Daniel lifts steaming basket out of the boiling pot.

Spread out on the kitchen's center island, shrimp boil is a hands-on feast.

Shrimp, sausage, potatoes and corn--a meal in a pot.

The gazpacho gave me the idea to try a shrimp boil back here on the Costa del Sol. I had to make a few substitutions and adaptations. Without that huge pot with slotted basket (it came with a gas-fired ring for cooking on the deck), I couldn’t really prepare a boil for upwards of a dozen people in my kitchen. But, using my largest stainless-steel stock pot, I made a pretty good spread for four to six guests. Here’s how.

SHRIMP (gambas, langostinos, gambones, prawns). The ones we had in Georgia were raw, frozen, shells-on, no heads. They magically split open in boiling, making them super-easy to peel. In Spain, I bought frozen jumbo shrimp with shells and heads and removed the heads. Sorry to report, they did not split open—but hands-on shelling is part of the messy fun of this meal.

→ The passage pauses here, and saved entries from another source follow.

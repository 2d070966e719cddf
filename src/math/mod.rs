//! Numeric helpers: simple least squares and fixed-decimal rounding.

pub mod ols;
pub mod round;

pub use ols::*;
pub use round::*;
/// Round `value` to `decimals` places after the decimal point.
///
/// Rounds the exact binary value through its decimal expansion, so `0.15`
/// (stored as `0.1499…`) rounds down to `0.1`. Large finite values come back
/// unchanged instead of overflowing.
pub fn round_to(value: f64, decimals: usize) -> f64 {
    if !value.is_finite() {
        return value;
    }
    format!("{value:.decimals$}").parse().unwrap_or(value)
}

#[cfg(test)]
mod tests {
    use super::*;

    #[test]
    fn rounds_to_fixed_places() {
        assert_eq!(round_to(0.502_654_824_574_366_9, 4), 0.5027);
        assert_eq!(round_to(21.145_5, 1), 21.1);
        assert_eq!(round_to(-0.26, 1), -0.3);
        assert!(round_to(f64::NAN, 2).is_nan());
        assert_eq!(round_to(f64::INFINITY, 2), f64::INFINITY);
    }

    #[test]
    fn rounds_stored_value_not_its_literal() {
        assert_eq!(round_to(0.15, 1), 0.1);
        assert_eq!(round_to(2.675, 2), 2.67);
    }

    #[test]
    fn large_values_do_not_overflow() {
        assert_eq!(round_to(1e306, 4), 1e306);
        assert_eq!(round_to(f64::MAX, 1), f64::MAX);
    }
}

SAUSAGE. A typical low-country boil, depending on whose low country it is (Georgia, Carolina or Louisiana), contains smoked kielbasa sausage and/or spicy andouille. In Spain I chose chorizo picante, a spicy red chorizo that is made with smoked pimentón, and bockwurst, a smoked sausage. Slice the sausages before adding to the pot.

America in summer! Corn on the cob is a delight.
CORN. On the cob, Cut ears in half before adding to boil.

POTATOES. Use small red and yellow potatoes. They need to fully cook in the approximately 25 minutes of boiling.

SPICES AND HERBS. In Georgia we used packaged spice blends especially for shrimp and crab boils. There are various brands and mixes, usually with paprika, cayenne, garlic plus “spices.” The unnamed secret spices may include coriander, mustard, ginger, mace, allspice. Some, but not all, include salt and MSG. At my local market, I bought a spice blend for making gambas al pil pil (sizzling shrimp, also known as gambas al ajillo). It contains pimentón (paprika), salt, garlic, cayenne, parsley, bay, black pepper, thyme and cumin plus potenciador del sabor. Yes, “flavor enhancer” is MSG. If you like really spicy-hot flavors, add lots of the spice blend.

FLAVORINGS. Salt is essential. I suggest you taste the liquid after adding spices and salt. Add more if needed. Lemon, onion, garlic, bay leaves, peppercorns and beer are other suggested additions.

SERVING. Drain the ingredients (that’s where the perforated basket is useful—you just lift it out of the big pot). Otherwise, use a big colander. Indoors or outdoors, spread a table with newspaper and dump the shrimp, potatoes, corn and sausages out. Provide paper towels and bowls for shells and corn cobs. Icy-cold beer and Spanish cava go great with shrimp boil. Dipping sauce is optional.

At home on the Costa del Sol--a shrimp boil with a few substitutions. Dipping sauce is made by blending the cooked garlic cloves with mayonnaise, olive oil and lemon juice.  It's great with the potatoes and corn.

A la española-- shrimp boil with a side of gazpacho.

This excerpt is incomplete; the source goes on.